Work underway to restore home of 94-year-old war hero

‘Mission of mercy’ on behalf of Alfred Guerra, says his daughter

SAN ANTONIO – Work has finally begun to restore the home of 94-year-old Alfred Guerra, who earned the Bronze Star and the Purple Heart during World War II while fighting in the Pacific.

Tony Roman, past commander of the Military Order of the Purple Heart, Chapter 1836, said offers to help came in soon after he spread the word that Guerra’s family had posted his home had fallen into disrepair.

After that, however, Roman said the plans initially stalled due to the pandemic.

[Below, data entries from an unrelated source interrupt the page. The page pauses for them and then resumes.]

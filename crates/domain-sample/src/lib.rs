//! # Domain Sample Library
//!
//! This library exposes the modules of the sample backoffice for integration testing.

pub mod backoffice;
pub mod lifecycle;
pub mod model;
pub mod operations;
pub mod partner;
pub mod serializers;
pub mod settings;
pub mod store;
//! # Generic Commands
//!
//! Every model gets the same set of commands: find, add, update, remove, search, query and
//! transition. They are written once against [`Record`] and mounted per namespace with a
//! [`Mount`], which carries what differs between the backoffice and partner surfaces: the
//! namespace the command was defined under, whether it is internal, and the per-domain
//! serializers.
//!
//! | Command | Contract | Success value |
//! |---------|----------|---------------|
//! | [`Find`] | `id`, `limit?` | the resource |
//! | [`Add`] | the record's create contract | the stored resource |
//! | [`Update`] | `id` plus the record's update contract | the stored resource |
//! | [`Remove`] | `id` | `true` |
//! | [`Search`] | `query?`, `limit?`, `includes?`, `order?`, `page?`, `per?` | a [`Page`](domain_framework::Page) |
//! | [`QueryResources`] | `query?`, `limit?`, `includes?`, `order?` | a lazy [`Relation`] |
//! | [`Transition`] | `model_name`, `id`, `event`, `attrs?`, `limit?` | the resource |

mod commands;

pub use commands::{Add, Find, QueryResources, Remove, Search, Transition, Update};

use crate::store::{Record, StoreError, Table};
use domain_framework::mock::MemoryQuery;
use domain_framework::{
    Conditions, Context, DomainError, DomainKey, DomainSerializers, Fault, OrderBy, Params,
    Query, Relation, Serializer,
};

pub(crate) const NOT_FOUND: &str = "Not found";
pub(crate) const RESOURCE_NOT_FOUND: &str = "Resource not found";
pub(crate) const REVIEW_PROBLEMS: &str = "Please review the problems below:";
pub(crate) const UNABLE_TO_TRANSITION: &str = "Unable to transition";

/// Where a command is mounted: its namespace, its table and how it renders resources.
pub struct Mount<T> {
    namespace: &'static str,
    internal: bool,
    table: Table<T>,
    serializers: DomainSerializers<T>,
}

impl<T> Clone for Mount<T> {
    fn clone(&self) -> Self {
        Self {
            namespace: self.namespace,
            internal: self.internal,
            table: self.table.clone(),
            serializers: self.serializers.clone(),
        }
    }
}

impl<T: Record> Mount<T> {
    /// A mount callable from any domain.
    pub fn public(namespace: &'static str, table: Table<T>, serializers: DomainSerializers<T>) -> Self {
        Self {
            namespace,
            internal: false,
            table,
            serializers,
        }
    }

    /// A mount callable only from the domain owning `namespace`.
    pub fn internal(namespace: &'static str, table: Table<T>, serializers: DomainSerializers<T>) -> Self {
        Self {
            internal: true,
            ..Self::public(namespace, table, serializers)
        }
    }

    pub fn namespace(&self) -> &'static str {
        self.namespace
    }

    pub fn is_internal(&self) -> bool {
        self.internal
    }

    pub fn table(&self) -> &Table<T> {
        &self.table
    }

    pub(crate) fn serializer(&self, domain: Option<&DomainKey>) -> Option<Serializer<T>> {
        Some(self.serializers.for_domain(domain))
    }

    /// A query over the table, narrowed by the optional `limit` hash of the params.
    pub(crate) fn limited_query(&self, params: &Params) -> Result<MemoryQuery<T>, Fault> {
        let mut query = self.table.query();
        let limit = params.object_or_empty("limit")?;
        if !limit.is_empty() {
            query.filter(Conditions::from_map(&limit));
        }
        Ok(query)
    }

    /// Looks a record up by the `id` param within the `limit` hash.
    pub(crate) fn find(&self, params: &Params) -> Result<Option<T>, Fault> {
        let id = params.integer("id")?;
        Ok(self.limited_query(params)?.find(&id.into())?)
    }

    /// A lazy relation shaped by the `query`, `limit`, `includes` and `order` params.
    pub(crate) fn relation(&self, ctx: &Context<'_, T>) -> Result<Relation, Fault> {
        let params = ctx.params();
        let mut relation = ctx.relation(self.limited_query(params)?)?;
        let conditions = params.object_or_empty("query")?;
        if !conditions.is_empty() {
            relation = relation.filter(Conditions::from_map(&conditions));
        }
        if params.contains_key("includes") {
            let includes: Vec<&str> = params
                .array("includes")?
                .iter()
                .filter_map(|name| name.as_str())
                .collect();
            relation = relation.includes(&includes);
        }
        if params.contains_key("order") {
            relation = relation.order_by(&OrderBy::parse_list(params.string("order")?));
        }
        Ok(relation)
    }
}

/// Turns a rejected write into the failure callers render, keeping other store errors as is.
///
/// Invalid saves and refused deletes both carry the record view so the caller can show it.
pub(crate) fn rejected<T: Record>(
    ctx: &Context<'_, T>,
    record: T,
    error: StoreError,
) -> Fault {
    match error {
        StoreError::Invalid { .. } | StoreError::Refused { .. } => match ctx.serialize(record) {
            Ok(view) => DomainError::rejected(REVIEW_PROBLEMS).with_data(view).into(),
            Err(e) => e.into(),
        },
        StoreError::NotFound { .. } => DomainError::not_found(RESOURCE_NOT_FOUND).into(),
        other => other.into(),
    }
}

/// Reads an id param as a table key. Ids that can't be keys can't match a row.
pub(crate) fn table_id(id: i64) -> Option<u32> {
    u32::try_from(id).ok()
}
use std::fmt;

/// Custom error type for ezprompt
#[derive(Debug)]
pub enum Error {
    /// Error building a prompt with an unrecognized output format
    UnknownFormat(String),
    /// Error resolving a template placeholder with no override and no default
    MissingVariable(String),
}

impl fmt::Display for Error {
    fn fmt(&self, f: &mut fmt::Formatter<'_>) -> fmt::Result {
        match self {
            Error::UnknownFormat(format) => write!(f, "Unknown prompt format: {}", format),
            Error::MissingVariable(name) => {
                write!(f, "Missing required template variable: {}", name)
            }
        }
    }
}

impl std::error::Error for Error {}

/// A specialized Result type for ezprompt operations
pub type Result<T> = std::result::Result<T, Error>;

But since then, he said Guerra’s home now has a new roof, the interior was gutted in advance of plumbing and electrical work is still to come.

“It’s the least we can do is make sure that he has a comfortable home to live in,” Roman said.

Broken Warriors Angels, a grassroots nonprofit organization that assists homeless and disabled veterans, also learned of Guerra’s situation.

“It’s veterans helping veterans. That’s all there is to it,” said Fred Alvarado, the group’s CEO.

Also last Saturday, veterans of three wars, Iraq, Afghanistan and Vietnam, spent the day taking out walls and other works that needed to be done on the inside of Guerra’s home.

Word even reached the SRS Raise the Roof Foundation, associated with one of the nation’s largest roofing distributors.

A crew with its local branch Southern Shingles put in the new roof on Guerra’s home.

Tim Lynch, with SRS Distribution, said, It’s a blessing to be able to help Mr. Guerra.”

Lynch said when he first met Guerra, he was out in his yard raking leaves. He said he felt compassion for the war hero.

“It’s a wonderful thing,” said Maria Guerra, his daughter. “It’s a mission of mercy.”

She said her father, who has been living with her for the past several months, has missed his home so much that at times, he cries.

But Roman said it may be at least another month before Guerra is able to return to his home.

Roman said what’s been done has taken the generosity of all those who donated their time and skills to the effort, and he hopes that a company would do the same by donating heating and air conditioning for the small home.

Watching it all, Guerra said if there ever was a dream come true, restoring his home was it.

Although his memory is not what it used to be, Guerra said, “I will never forget what you did for me.”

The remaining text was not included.